Optimization of elastic columns using axial grading concept

This paper presents an exact method for obtaining column’s designs with the maximum possible critical buckling load while maintaining the total structural mass at prescribed value equal to that of a known baseline design. The developed optimization model dealt with slender elastic columns that are axially graded in either material or wall thickness. The first type of columns with material grading is constructed from uniform segments that are fabricated from two different materials, making the physical and mechanical properties change piecewisely in the axial direction. Design variables include the volume fraction of the constituent materials as well as the length of each segment composing the column. The other type considers piecewise axial grading of the cross-section wall thickness of columns constructed from uniform homogeneous isotropic segments.

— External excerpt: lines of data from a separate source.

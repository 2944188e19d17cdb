use actix_web::{get, post, web::Json, HttpResponse};
use serde::Deserialize;
use serde_json::json;
use std::sync::Arc;
use std::time::Duration;
use tokio::sync::mpsc;
use tokio::time::timeout;
use uuid::Uuid;
use xerror::api::*;

use models::user_verifications::UserVerification;
use models::verifier_applications::VerifierApplication;
use models::verifiers::Verifier;
use msgs::api::{Api, VerificationProofRequest, VerifierApplicationRequest};
use msgs::Message;

use crate::comms::Envelope;
use crate::jwt::*;
use crate::{WebDbPool, WebSender, WebStatsCache};

#[get("/verifications")]
pub async fn get_verifications(pool: WebDbPool, auth_data: AuthData) -> Result<HttpResponse, ApiError> {
    let conn = pool.get().map_err(|_| ApiError::Db(DbError::DbConnectionError))?;

    let verifications =
        UserVerification::get_by_uid(&conn, auth_data.uid).map_err(|_| ApiError::Db(DbError::CouldNotFetchData))?;

    Ok(HttpResponse::Ok().json(&verifications))
}

#[derive(Deserialize)]
pub struct CreateVerificationData {
    pub verifier_id: Uuid,
    pub verification_type: String,
    pub metadata: Option<String>,
}

#[post("/verifications")]
pub async fn create_verification(
    auth_data: AuthData,
    web_sender: WebSender,
    stats_cache: WebStatsCache,
    verification_data: Json<CreateVerificationData>,
) -> Result<HttpResponse, ApiError> {
    let req_id = Uuid::new_v4();

    let uid = auth_data.uid as u64;

    if verification_data.verification_type.trim().is_empty() {
        return Err(ApiError::Request(RequestError::MissingField));
    }

    let proof_request = VerificationProofRequest {
        req_id,
        uid,
        verifier_id: verification_data.verifier_id,
        verification_type: verification_data.verification_type.clone(),
        metadata: verification_data.metadata.clone(),
    };

    let response_filter: Box<dyn Send + Fn(&Message) -> bool> = Box::new(
        move |message| matches!(message, Message::Api(Api::VerificationProofResponse(response)) if response.req_id == req_id),
    );

    let (response_tx, mut response_rx) = mpsc::channel(1);

    let message = Message::Api(Api::VerificationProofRequest(proof_request));

    Arc::make_mut(&mut web_sender.into_inner())
        .send(Envelope {
            message,
            response_tx: Some(response_tx),
            response_filter: Some(response_filter),
        })
        .await
        .map_err(|_| ApiError::Comms(CommsError::FailedToSendMessage))?;

    if let Ok(Some(Ok(Message::Api(Api::VerificationProofResponse(response))))) =
        timeout(Duration::from_secs(5), response_rx.recv()).await
    {
        if response.error.is_none() {
            stats_cache.write().await.invalidate();
        }
        return Ok(HttpResponse::Ok().json(&response));
    }
    Ok(HttpResponse::InternalServerError().json(json!({"status": "timeout"})))
}

#[get("/verifiers")]
pub async fn get_verifiers(pool: WebDbPool, _auth_data: AuthData) -> Result<HttpResponse, ApiError> {
    let conn = pool.get().map_err(|_| ApiError::Db(DbError::DbConnectionError))?;

    let verifiers = Verifier::get_active(&conn).map_err(|_| ApiError::Db(DbError::CouldNotFetchData))?;

    Ok(HttpResponse::Ok().json(&verifiers))
}

#[derive(Deserialize)]
pub struct VerifierApplicationData {
    pub full_name: String,
    pub motivation: String,
}

#[post("/verifiers/apply")]
pub async fn apply_as_verifier(
    auth_data: AuthData,
    web_sender: WebSender,
    application_data: Json<VerifierApplicationData>,
) -> Result<HttpResponse, ApiError> {
    let req_id = Uuid::new_v4();

    let uid = auth_data.uid as u64;

    if application_data.full_name.trim().is_empty() || application_data.motivation.trim().is_empty() {
        return Err(ApiError::Request(RequestError::MissingField));
    }

    let application_request = VerifierApplicationRequest {
        req_id,
        uid,
        full_name: application_data.full_name.clone(),
        motivation: application_data.motivation.clone(),
    };

    let response_filter: Box<dyn Send + Fn(&Message) -> bool> = Box::new(
        move |message| matches!(message, Message::Api(Api::VerifierApplicationResponse(response)) if response.req_id == req_id),
    );

    let (response_tx, mut response_rx) = mpsc::channel(1);

    let message = Message::Api(Api::VerifierApplicationRequest(application_request));

    Arc::make_mut(&mut web_sender.into_inner())
        .send(Envelope {
            message,
            response_tx: Some(response_tx),
            response_filter: Some(response_filter),
        })
        .await
        .map_err(|_| ApiError::Comms(CommsError::FailedToSendMessage))?;

    if let Ok(Some(Ok(Message::Api(Api::VerifierApplicationResponse(response))))) =
        timeout(Duration::from_secs(5), response_rx.recv()).await
    {
        return Ok(HttpResponse::Ok().json(&response));
    }
    Ok(HttpResponse::InternalServerError().json(json!({"status": "timeout"})))
}

#[get("/verifiers/applications")]
pub async fn get_verifier_applications(pool: WebDbPool, auth_data: AuthData) -> Result<HttpResponse, ApiError> {
    let conn = pool.get().map_err(|_| ApiError::Db(DbError::DbConnectionError))?;

    let applications =
        VerifierApplication::get_by_uid(&conn, auth_data.uid).map_err(|_| ApiError::Db(DbError::CouldNotFetchData))?;

    Ok(HttpResponse::Ok().json(&applications))
}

The associated design variables include the wall thickness and length of each segment composing the column. The buckling load analysis in either case is performed via an exact method, which ensures the attainment of the global maximum critical load under the imposed equality mass constraint for any number of segments, type of boundary conditions, type of cross section and type of material of construction. Numerical examples and detailed results, which are based on dimensionless analysis, are given and useful design charts have been developed for the cases of simply supported and cantilevered columns. Actually, the given approach can be beneficial to guide structural engineers for choosing the significant design variables in a proper and efficient way without violating economic feasibility requirements.